C++ Logo

sg16

Advanced search

Re: Bidirectional invalid UTF decoding

From: Steve Downey <sdowney_at_[hidden]>
Date: Fri, 24 Feb 2023 13:38:42 -0500
Note that the current 'common practice' is noted by Unicode 15
https://www.unicode.org/versions/Unicode15.0.0/ch03.pdf section 3.9
U+FFFD Substitution of Maximal Subparts which is also the Web encoding
standard recommendation (which refers to an older rec from Unicode) :
http://www.w3.org/TR/encoding

We should probably follow the interop guidance. The Unicode doc has a few
test cases for various flavors of ill-formed.

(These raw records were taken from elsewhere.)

use std::collections::BTreeMap;

use tracing::{Level, event};

use crate::store::Platform;

/// Operator-chosen display names for stores, per platform.
///
/// Maps a store's true id (e.g. a long workspace domain) to the directory
/// name it is mounted under, and back. Fixed once built.
#[derive(Debug, Clone, Default)]
pub struct RenameMap {
    to_display: BTreeMap<Platform, BTreeMap<String, String>>,
    to_store: BTreeMap<Platform, BTreeMap<String, String>>,
}

impl RenameMap {
    pub fn new() -> Self {
        Self::default()
    }

    /// Adds a rename. A display name already claimed by another store on the
    /// same platform is ignored with a warning; the first rename wins.
    #[must_use]
    pub fn rename(
        mut self,
        platform: Platform,
        store_id: impl Into<String>,
        display_name: impl AsRef<str>,
    ) -> Self {
        let store_id = store_id.into();
        let display_name = sanitize(display_name.as_ref());

        let to_store = self.to_store.entry(platform.clone()).or_default();
        if let Some(existing) = to_store.get(&display_name) {
            if *existing != store_id {
                event!(
                    Level::WARN,
                    %platform,
                    %store_id,
                    %display_name,
                    %existing,
                    "display name already taken, ignoring rename"
                );
            }
            return self;
        }

        let to_display = self.to_display.entry(platform).or_default();
        if to_display.contains_key(&store_id) {
            event!(
                Level::WARN,
                %store_id,
                %display_name,
                "store renamed twice, keeping first"
            );
            return self;
        }

        to_store.insert(display_name.clone(), store_id.clone());
        to_display.insert(store_id, display_name);
        self
    }

    /// The directory name a store is listed under.
    pub fn display_name(&self, platform: &Platform, store_id: &str) -> String {
        self.to_display
            .get(platform)
            .and_then(|renames| renames.get(store_id))
            .cloned()
            .unwrap_or_else(|| sanitize(store_id))
    }

    /// The store id behind a renamed display name.
    ///
    /// Only explicit renames are reversed; an unrenamed store's display name
    /// is its (sanitized) id and isn't recorded here.
    pub fn store_id(&self, platform: &Platform, display_name: &str) -> Option<&str> {
        self.to_store
            .get(platform)
            .and_then(|renames| renames.get(display_name))
            .map(String::as_str)
    }
}

/// Makes a store id or display name usable as a single path component.
fn sanitize(name: &str) -> String {
    let name = name.replace('/', "_");

    match name.as_str() {
        "" | "." | ".." => format!("_{name}"),
        _ => name,
    }
}
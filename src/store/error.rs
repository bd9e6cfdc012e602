use std::{io, sync::Arc};

/// The closed set of ways a store operation can fail.
///
/// Errors are cheap to clone because a single failed listing is handed to
/// every caller that was waiting on it.
#[derive(Debug, Clone, thiserror::Error)]
#[non_exhaustive]
pub enum StoreError {
    #[error("no emoji named :{0}:")]
    NotFound(String),
    #[error(":{name}: is an alias for :{target}:, which could not be followed")]
    IsAlias { name: String, target: String },
    #[error(":{0}: already exists")]
    NameConflict(String),
    #[error("emoji quota exceeded: {0}")]
    QuotaExceeded(String),
    #[error("credentials expired: {0}")]
    AuthExpired(String),
    #[error("invalid emoji content: {0}")]
    InvalidContent(String),
    #[error("backend unavailable: {0}")]
    BackendUnavailable(String),
    #[error("{0} not supported by this store")]
    Unsupported(&'static str),
    #[error("I/O error: {from}")]
    IoError {
        source: Arc<io::Error>,
        from: String,
    },
}

impl StoreError {
    pub(crate) fn io_error(source: io::Error, from: impl Into<String>) -> Self {
        StoreError::IoError {
            source: Arc::new(source),
            from: from.into(),
        }
    }
}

On Fri, Feb 24, 2023 at 9:47 AM Zach Laine via SG16 <sg16_at_[hidden]>
wrote:

> I managed to get the same sequence forward and backward, even in error
> cases. I have tests that cover this exact situation:
>
> https://github.com/tzlaine/text/blob/master/test/utf8.cpp#L784
>
> I think it's appropriate for users to expect that a sequence be the
> same, no matter which direction you traverse it.
>
> Zach
>
> On Fri, Feb 24, 2023 at 3:53 AM Corentin <corentin.jabot_at_[hidden]> wrote:
> >
> > Hey
> >
> > There is no technical challenge in decrementing a UTF-8 iterator that is
> well-formed.
> >
> > As eluded to in
> https://www.open-std.org/jtc1/sc22/wg21/docs/papers/2023/p2728r0.html,
> > When the UTF-8 sequence is ill-formed, we need to keep track of the
> beginning of the range to not go before the start (note that views hide
> that complexity from users).
> >
> > But the other thing that we have not talked about in the case of
> ill-formed UTF-8, is that, if the error policy is to substitute the
> replacement character,
> > then we (probably?) can't guarantee that equals(invalid_utf_view,
> reverse(reverse(invalid_utf_view))), as different subsequences may be
> substituted.
> > This leaves us with the options of either documenting it, and hoping
> nothing breaks, or adding a constraint on operator-- that the error policy
> is not the default substitution policy.
> >
> > (I don't think we should consider making decoding not bidirectional,
> it's just too useful, ie to search a grapheme from the end, for example)
> >
> > Anyway, that thought is now in the record :)
> >
> > (This was brought to my attention by Eugene Gershnik, the author of this
> decoding algorithm, which i use in my implementation
> https://gershnik.github.io/2021/03/24/reverse-utf8-decoding.html )
> --
> SG16 mailing list
> SG16_at_[hidden]
> https://lists.isocpp.org/mailman/listinfo.cgi/sg16
>

Received on 2023-02-24 18:38:57